Furthermore, the lower values for E, VHN and bone mass volume when close to irradiated implants demonstrated that the deleterious effects of irradiation were more intensive in the region of bone-implant contact. A previous study examined the dose enhancement from scattered radiation at bone-dental implant interfaces and found a 21% maximum increase in the dose to alveolar mandibular bone in close proximity to the titanium. That study stated that a local overdose of 15 to 21% could cause a significant increase in the incidence of bone necrosis around osseointegrated titanium implants. Friedrich, et al. (2010) also reported that the presence of titanium dental implants in the field of irradiation caused osteoradionecrosis, corroborating the hypothesis of the backscattering effect of secondary electrons.
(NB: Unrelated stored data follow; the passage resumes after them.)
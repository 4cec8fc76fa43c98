//! Object Index Module
//!
//! Bounded map behind the object cache, combining HashMap storage with LRU
//! tracking and TTL expiration. Expired entries count as reclaimed: they are
//! dropped on access and reported as misses.

use std::collections::HashMap;
use std::time::Duration;

use tracing::debug;

use crate::cache::{CacheStats, CachedItem, LruTracker, ObjectEntry};

// == Object Index ==
#[derive(Debug)]
pub struct ObjectIndex {
    entries: HashMap<String, ObjectEntry>,
    lru: LruTracker,
    stats: CacheStats,
    /// Maximum number of entries, at least one
    max_entries: usize,
    ttl: Option<Duration>,
}

impl ObjectIndex {
    pub fn new(max_entries: usize, ttl: Option<Duration>) -> Self {
        Self {
            entries: HashMap::new(),
            lru: LruTracker::new(),
            stats: CacheStats::new(),
            max_entries: max_entries.max(1),
            ttl,
        }
    }

    // == Insert ==
    /// Stores an item, replacing any entry under the same key.
    ///
    /// A new key on a full index first reclaims expired entries, then evicts
    /// the least recently used entry if none had expired.
    pub fn insert(&mut self, key: String, item: CachedItem, origin_url: Option<String>) {
        if !self.entries.contains_key(&key) && self.entries.len() >= self.max_entries {
            self.purge_expired();
        }
        if !self.entries.contains_key(&key) && self.entries.len() >= self.max_entries {
            if let Some(evicted) = self.lru.pop_least_recent_except(&key) {
                self.entries.remove(&evicted);
                self.stats.record_eviction();
                debug!(key = %evicted, "evicted object cache entry");
            }
        }

        let entry = ObjectEntry::new(key.clone(), item, origin_url, self.ttl);
        self.entries.insert(key.clone(), entry);
        self.lru.touch(&key);
        self.stats.set_total_entries(self.entries.len());
    }

    // == Get ==
    /// Returns the live entry under `key`, marks it recently used and counts
    /// the lookup as a hit or miss.
    pub fn get(&mut self, key: &str) -> Option<&ObjectEntry> {
        let hit = self.access(key).is_some();
        self.record_lookup(hit);
        if hit {
            self.entries.get(key)
        } else {
            None
        }
    }

    /// Like [`get`](Self::get) but leaves hit and miss counting to the
    /// caller, for lookups that span several keys. Expired entries are
    /// still dropped and counted.
    pub fn access(&mut self, key: &str) -> Option<&ObjectEntry> {
        let expired = self.entries.get(key)?.is_expired();
        if expired {
            self.drop_entry(key);
            self.stats.record_expirations(1);
            self.stats.set_total_entries(self.entries.len());
            return None;
        }

        self.lru.touch(key);
        self.entries.get(key)
    }

    pub fn record_lookup(&mut self, hit: bool) {
        if hit {
            self.stats.record_hit();
        } else {
            self.stats.record_miss();
        }
    }

    /// Returns the live entry under `key` without touching recency or stats.
    pub fn peek(&self, key: &str) -> Option<&ObjectEntry> {
        self.entries.get(key).filter(|entry| !entry.is_expired())
    }

    // == Remove ==
    /// Removes an entry, returning whether one was present.
    pub fn remove(&mut self, key: &str) -> bool {
        let removed = self.drop_entry(key);
        self.stats.set_total_entries(self.entries.len());
        removed
    }

    // == Purge Expired ==
    /// Removes all expired entries and returns how many were dropped.
    pub fn purge_expired(&mut self) -> usize {
        let expired: Vec<String> = self
            .entries
            .iter()
            .filter(|(_, entry)| entry.is_expired())
            .map(|(key, _)| key.clone())
            .collect();

        for key in &expired {
            self.drop_entry(key);
        }

        self.stats.record_expirations(expired.len());
        self.stats.set_total_entries(self.entries.len());
        expired.len()
    }

    pub fn clear(&mut self) {
        self.entries.clear();
        self.lru.clear();
        self.stats.set_total_entries(0);
    }

    pub fn stats(&self) -> CacheStats {
        let mut stats = self.stats.clone();
        stats.set_total_entries(self.entries.len());
        stats
    }

    pub fn len(&self) -> usize {
        self.entries.len()
    }

    pub fn is_empty(&self) -> bool {
        self.entries.is_empty()
    }

    fn drop_entry(&mut self, key: &str) -> bool {
        self.lru.remove(key);
        self.entries.remove(key).is_some()
    }
}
Our biomechanical findings and micro-CT analysis are supported by studies showing that the presence of titanium dental implants in the irradiation field induces a backscattering effect of secondary electrons, increasing the deleterious effects of irradiation on bone tissue around the implant., It has been very challenging for dentists to increase the success rate of dental implants in irradiated bone areas. Some human studies have indicated that exposure of bone to an irradiation dose exceeding 50 Gy impairs its ability to osseointegrate, increasing the failure risk of subsequent rehabilitation with a dental implant.,

This study has the same limitations as other studies, including that there was no load on the implants and that the implants were installed only in cortical bone. Most likely, the fatigue process of the loading process may intensify this influence. The use of a single dose of ionizing radiation in an animal research model can also be considered a limitation as the healing process can be intensified when the dose is fractionated by a systemic response. The results of this study cannot be directly extrapolated to clinical practice, but our findings may indicate a possible correlation with the irradiation response observed in humans. In patients with head and neck cancer that need to undergo radiotherapy, the observation of previously installed implants should be an important consideration., Given the lack of protocols that aim to address such situations, the irradiation field should be limited as much as possible to avoid implant areas, and patients need to return frequently to the dental office to analyse implant stability.

Conclusion

Within the limitations of this in vitro study that tested the ionizing radiation over the pre-installed implants, the following conclusions can be drawn:

Irradiation decreased the failure load and displacement of implant when tested by pull-out test.

Irradiation decreased the mechanical properties, expressed by elastic modulus, Vickers hardness and stiffness of bone tissue around the implant.

Irradiation decreased the cortical volume and increased the porosity of bone around the implant.